In “Utopia”, veteran documentary maker John Pilger explores the continued maltreatment of his country’s Aboriginal population, borrowing its ironic title from the name of a poverty-stricken settlement in Australia’s Northern Territories.
“Why is it than in one of the richest countries in the world people live in conditions that are usually more associated with Africa and India,” asks Pilger. “Why do children die of preventable diseases while literally, almost literally, down the road – this is true of Alice Springs – white children live as they do in any developed society? Why is that disparity and why don’t people talk about it?”
The film denounces what Pilger sees as a form of unrepentant apartheid and denounces the history of forced assimilation and state-enforced child removals. Pilger talks of the abuse against the Aboriginal population and racist stereotypes often associated with Indigenous people:
“To most of the media in Australia, indigenous people are portrayed in stereotypes as drunks.
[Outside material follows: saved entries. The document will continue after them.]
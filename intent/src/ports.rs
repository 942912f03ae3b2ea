// SPDX-FileCopyrightText: Copyright © 2020-2025 Serpent OS Developers
//
// SPDX-License-Identifier: MPL-2.0

//! Narrow service contracts the manager depends on but does not own:
//! cluster messaging, mastership, and application identity are all
//! owned by collaborators outside this crate.

/// Cluster-wide request/response and publish/subscribe channel used to
/// forward topology-change notifications and cross-node RPCs.
pub trait ClusterChannel: Send + Sync {
    fn send_and_receive(&self, subject: &str, payload: &[u8]) -> Option<Vec<u8>>;

    fn subscribe(&self, subject: &str, handler: Box<dyn Fn(&[u8]) + Send + Sync>);
}

/// Cluster mastership oracle, consulted by [`crate::store::IntentStore`]
/// implementations that partition ownership across nodes.
pub trait MastershipService: Send + Sync {
    fn is_local_master(&self, partition_key: &str) -> bool;
}

/// Resolves the caller-stable numeric identifier assigned to an
/// application name, registering it on first use.
pub trait ApplicationIdService: Send + Sync {
    fn register_application(&self, name: &str) -> crate::model::AppId;

    fn get_app_id(&self, name: &str) -> Option<crate::model::AppId>;
}
// SPDX-FileCopyrightText: Copyright © 2020-2025 Serpent OS Developers
//
// SPDX-License-Identifier: MPL-2.0

//! Replicated `appActivationTopic` pub/sub (§4.8). Every node's
//! `AppActivator` subscribes; publishing an [`Application`] here is
//! what drives bits-fetch and `APP_ACTIVATED` on every node, including
//! the publisher.

use std::sync::Arc;

use tokio::sync::broadcast;

use crate::model::Application;

const CHANNEL_CAPACITY: usize = 256;

pub trait ActivationTopic: Send + Sync {
    fn publish(&self, app: Application);

    /// Register a handler run on the single-threaded app activation
    /// executor (§5) for every published app, including ones this
    /// node itself published.
    fn subscribe(&self, handler: Arc<dyn Fn(Application) + Send + Sync>);
}

/// Single-node stand-in for the replicated topic: a broadcast channel
/// fanned out to an in-process executor task per subscriber.
pub struct MemoryActivationTopic {
    sender: broadcast::Sender<Application>,
}

impl Default for MemoryActivationTopic {
    fn default() -> Self {
        Self::new()
    }
}

impl MemoryActivationTopic {
    pub fn new() -> Self {
        let (sender, _) = broadcast::channel(CHANNEL_CAPACITY);
        Self { sender }
    }
}

impl ActivationTopic for MemoryActivationTopic {
    fn publish(&self, app: Application) {
        // No subscribers is not an error: a node that hasn't finished
        // starting up yet simply misses events before it subscribes,
        // same as the replicated topic during a rolling restart.
        let _ = self.sender.send(app);
    }

    fn subscribe(&self, handler: Arc<dyn Fn(Application) + Send + Sync>) {
        let mut receiver = self.sender.subscribe();
        tokio::spawn(async move {
            while let Ok(app) = receiver.recv().await {
                handler(app);
            }
        });
    }
}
The implication is that it’s hopeless. Well it’s far from hopeless and there are some very basic things that could be fixed almost overnight and they have to do with caring for children, caring for families that find themselves impoverished, bringing basic services to remote communities and so on,” says the director.
The documentary also looks at the so-called “Intervention” in 2007, when government troops invaded Aborigine land under the pretext of child molestation – territories which happened to be on mineral-rich land.
Utopia is on release now in UK cinemas and will be out on DVD in December.